Action item> Please restate, exactly as written, the lines running from the beginning of the material through the line that has "there is no" in it.

Recorded data>
---+---

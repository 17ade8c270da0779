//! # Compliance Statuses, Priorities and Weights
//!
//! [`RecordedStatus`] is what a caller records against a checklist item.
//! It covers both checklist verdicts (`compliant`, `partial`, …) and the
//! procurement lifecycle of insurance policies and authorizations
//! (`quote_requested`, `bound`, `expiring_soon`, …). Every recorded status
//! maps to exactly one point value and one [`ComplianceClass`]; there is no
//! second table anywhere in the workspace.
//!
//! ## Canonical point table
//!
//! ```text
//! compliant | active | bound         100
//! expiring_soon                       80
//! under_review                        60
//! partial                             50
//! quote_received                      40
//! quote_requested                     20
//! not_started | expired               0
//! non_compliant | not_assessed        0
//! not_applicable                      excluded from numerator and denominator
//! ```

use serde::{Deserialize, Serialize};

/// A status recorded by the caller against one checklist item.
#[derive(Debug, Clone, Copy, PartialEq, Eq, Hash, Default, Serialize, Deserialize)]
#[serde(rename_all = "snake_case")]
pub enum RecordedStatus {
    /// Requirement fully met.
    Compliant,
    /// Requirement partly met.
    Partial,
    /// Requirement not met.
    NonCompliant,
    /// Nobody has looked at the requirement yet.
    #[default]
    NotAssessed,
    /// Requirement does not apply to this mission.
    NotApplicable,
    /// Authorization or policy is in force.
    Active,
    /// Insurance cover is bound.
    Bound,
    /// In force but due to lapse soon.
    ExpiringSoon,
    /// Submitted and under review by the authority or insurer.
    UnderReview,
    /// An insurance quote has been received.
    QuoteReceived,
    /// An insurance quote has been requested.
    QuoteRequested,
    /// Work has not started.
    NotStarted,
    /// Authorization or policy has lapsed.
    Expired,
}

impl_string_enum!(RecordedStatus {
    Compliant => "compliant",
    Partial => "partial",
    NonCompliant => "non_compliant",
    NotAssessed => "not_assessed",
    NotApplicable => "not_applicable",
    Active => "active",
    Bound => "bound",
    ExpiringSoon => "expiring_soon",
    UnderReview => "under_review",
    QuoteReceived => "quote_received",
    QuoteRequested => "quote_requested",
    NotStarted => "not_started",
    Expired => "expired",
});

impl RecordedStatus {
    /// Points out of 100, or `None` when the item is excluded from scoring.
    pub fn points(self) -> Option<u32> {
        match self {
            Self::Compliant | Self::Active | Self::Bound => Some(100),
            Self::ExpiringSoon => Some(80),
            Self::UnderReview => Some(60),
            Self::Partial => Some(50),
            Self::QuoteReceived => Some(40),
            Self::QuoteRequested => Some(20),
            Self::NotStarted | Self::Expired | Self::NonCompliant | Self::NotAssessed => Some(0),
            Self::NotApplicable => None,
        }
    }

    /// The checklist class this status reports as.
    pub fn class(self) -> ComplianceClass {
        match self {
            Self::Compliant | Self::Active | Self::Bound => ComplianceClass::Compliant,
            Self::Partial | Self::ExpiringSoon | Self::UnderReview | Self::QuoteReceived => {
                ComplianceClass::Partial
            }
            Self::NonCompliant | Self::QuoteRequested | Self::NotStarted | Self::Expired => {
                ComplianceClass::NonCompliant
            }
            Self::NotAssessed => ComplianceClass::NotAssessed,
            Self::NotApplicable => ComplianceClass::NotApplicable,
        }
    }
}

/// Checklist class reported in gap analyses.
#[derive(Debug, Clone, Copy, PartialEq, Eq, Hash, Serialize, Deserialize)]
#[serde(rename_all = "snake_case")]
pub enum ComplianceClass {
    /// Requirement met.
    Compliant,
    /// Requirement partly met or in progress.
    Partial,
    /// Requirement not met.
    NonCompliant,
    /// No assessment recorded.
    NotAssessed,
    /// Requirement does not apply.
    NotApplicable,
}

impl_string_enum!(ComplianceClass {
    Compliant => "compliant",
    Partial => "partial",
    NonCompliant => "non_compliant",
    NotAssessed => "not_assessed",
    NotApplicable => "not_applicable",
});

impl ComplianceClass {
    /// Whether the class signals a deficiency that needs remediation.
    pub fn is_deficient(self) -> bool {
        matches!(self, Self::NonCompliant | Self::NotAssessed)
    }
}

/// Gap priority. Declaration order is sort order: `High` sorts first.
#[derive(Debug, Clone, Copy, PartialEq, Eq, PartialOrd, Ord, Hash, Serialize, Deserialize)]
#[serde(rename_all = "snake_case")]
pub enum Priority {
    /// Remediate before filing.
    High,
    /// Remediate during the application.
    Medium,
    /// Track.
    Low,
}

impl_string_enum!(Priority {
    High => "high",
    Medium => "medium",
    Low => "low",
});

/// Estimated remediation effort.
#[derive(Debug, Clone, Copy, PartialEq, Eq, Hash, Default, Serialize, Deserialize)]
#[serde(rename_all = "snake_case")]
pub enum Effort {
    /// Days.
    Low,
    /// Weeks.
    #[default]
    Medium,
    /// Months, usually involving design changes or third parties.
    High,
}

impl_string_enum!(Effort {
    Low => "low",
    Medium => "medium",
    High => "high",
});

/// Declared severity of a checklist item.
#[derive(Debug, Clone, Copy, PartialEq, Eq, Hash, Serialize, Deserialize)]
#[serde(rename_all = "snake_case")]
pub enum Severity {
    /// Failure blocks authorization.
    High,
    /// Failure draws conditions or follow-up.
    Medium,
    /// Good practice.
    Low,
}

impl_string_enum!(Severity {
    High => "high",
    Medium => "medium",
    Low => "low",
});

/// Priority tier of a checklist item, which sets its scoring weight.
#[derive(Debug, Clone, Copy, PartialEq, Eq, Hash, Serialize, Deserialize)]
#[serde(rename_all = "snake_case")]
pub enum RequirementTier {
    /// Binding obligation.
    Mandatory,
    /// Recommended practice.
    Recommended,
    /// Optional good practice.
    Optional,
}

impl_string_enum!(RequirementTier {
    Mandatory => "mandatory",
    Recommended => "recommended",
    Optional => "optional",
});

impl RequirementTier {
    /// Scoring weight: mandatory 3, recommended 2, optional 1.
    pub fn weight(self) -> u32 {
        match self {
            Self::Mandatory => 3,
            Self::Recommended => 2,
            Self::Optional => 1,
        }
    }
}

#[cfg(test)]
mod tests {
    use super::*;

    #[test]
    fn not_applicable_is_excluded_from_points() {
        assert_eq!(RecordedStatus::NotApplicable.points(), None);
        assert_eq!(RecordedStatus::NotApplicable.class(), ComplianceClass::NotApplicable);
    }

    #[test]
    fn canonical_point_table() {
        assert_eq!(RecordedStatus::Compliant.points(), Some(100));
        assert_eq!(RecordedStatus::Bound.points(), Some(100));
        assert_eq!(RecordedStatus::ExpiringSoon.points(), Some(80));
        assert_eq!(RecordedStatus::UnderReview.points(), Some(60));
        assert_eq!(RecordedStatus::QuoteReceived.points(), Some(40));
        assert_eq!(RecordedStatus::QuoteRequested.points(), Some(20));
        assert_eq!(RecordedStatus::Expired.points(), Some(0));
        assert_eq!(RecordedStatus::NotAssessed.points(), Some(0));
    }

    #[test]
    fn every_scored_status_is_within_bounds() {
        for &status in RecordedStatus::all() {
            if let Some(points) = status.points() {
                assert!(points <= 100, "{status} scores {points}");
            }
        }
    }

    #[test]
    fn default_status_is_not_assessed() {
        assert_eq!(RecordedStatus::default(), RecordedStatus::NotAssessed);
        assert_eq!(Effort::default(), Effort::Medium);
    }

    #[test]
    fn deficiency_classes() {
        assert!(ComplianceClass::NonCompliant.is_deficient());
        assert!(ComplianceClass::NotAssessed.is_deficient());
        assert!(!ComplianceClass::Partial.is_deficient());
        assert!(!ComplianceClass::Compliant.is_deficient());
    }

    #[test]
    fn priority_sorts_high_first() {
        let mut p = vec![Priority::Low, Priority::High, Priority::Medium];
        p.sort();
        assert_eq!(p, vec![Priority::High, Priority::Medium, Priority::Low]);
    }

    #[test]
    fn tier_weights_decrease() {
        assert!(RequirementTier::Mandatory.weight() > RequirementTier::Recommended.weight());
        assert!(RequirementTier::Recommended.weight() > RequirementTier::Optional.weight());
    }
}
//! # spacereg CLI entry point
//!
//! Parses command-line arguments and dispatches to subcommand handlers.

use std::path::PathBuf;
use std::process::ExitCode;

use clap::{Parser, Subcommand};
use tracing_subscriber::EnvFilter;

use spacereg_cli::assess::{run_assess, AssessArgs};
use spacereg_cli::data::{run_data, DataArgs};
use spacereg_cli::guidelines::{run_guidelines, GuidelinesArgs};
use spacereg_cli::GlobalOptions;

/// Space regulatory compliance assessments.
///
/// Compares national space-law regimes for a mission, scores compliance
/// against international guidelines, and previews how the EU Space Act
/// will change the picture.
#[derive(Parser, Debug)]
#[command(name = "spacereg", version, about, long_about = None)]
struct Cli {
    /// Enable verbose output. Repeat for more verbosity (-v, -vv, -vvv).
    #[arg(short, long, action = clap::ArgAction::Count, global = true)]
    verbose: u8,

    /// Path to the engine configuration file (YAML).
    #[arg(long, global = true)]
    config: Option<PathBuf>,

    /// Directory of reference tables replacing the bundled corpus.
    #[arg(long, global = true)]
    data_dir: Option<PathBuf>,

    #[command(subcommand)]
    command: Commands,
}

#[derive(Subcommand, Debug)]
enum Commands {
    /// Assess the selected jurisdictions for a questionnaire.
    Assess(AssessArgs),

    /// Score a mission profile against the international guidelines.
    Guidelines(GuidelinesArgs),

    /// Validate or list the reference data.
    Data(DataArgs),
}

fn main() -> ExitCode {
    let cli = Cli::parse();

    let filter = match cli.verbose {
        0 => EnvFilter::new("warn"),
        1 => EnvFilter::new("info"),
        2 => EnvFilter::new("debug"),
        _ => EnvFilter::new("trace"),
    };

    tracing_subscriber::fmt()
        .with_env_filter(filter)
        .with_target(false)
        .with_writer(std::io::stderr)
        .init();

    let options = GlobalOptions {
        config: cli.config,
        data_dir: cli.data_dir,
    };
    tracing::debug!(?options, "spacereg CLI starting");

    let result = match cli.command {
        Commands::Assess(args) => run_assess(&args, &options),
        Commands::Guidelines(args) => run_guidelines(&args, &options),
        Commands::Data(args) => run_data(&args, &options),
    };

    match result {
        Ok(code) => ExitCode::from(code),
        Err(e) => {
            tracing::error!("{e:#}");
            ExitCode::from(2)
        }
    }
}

---+---

Task response>
repository 17ade8c270da0779
//! # Compliance Statuses, Priorities and Weights
//!
//! [`RecordedStatus`] is what a caller records against a checklist item.
//! It covers both checklist verdicts (`compliant`, `partial`, …) and the
//! procurement lifecycle of insurance policies and authorizations
//! (`quote_requested`, `bound`, `expiring_soon`, …). Every recorded status
//! maps to exactly one point value and one [`ComplianceClass`]; there is no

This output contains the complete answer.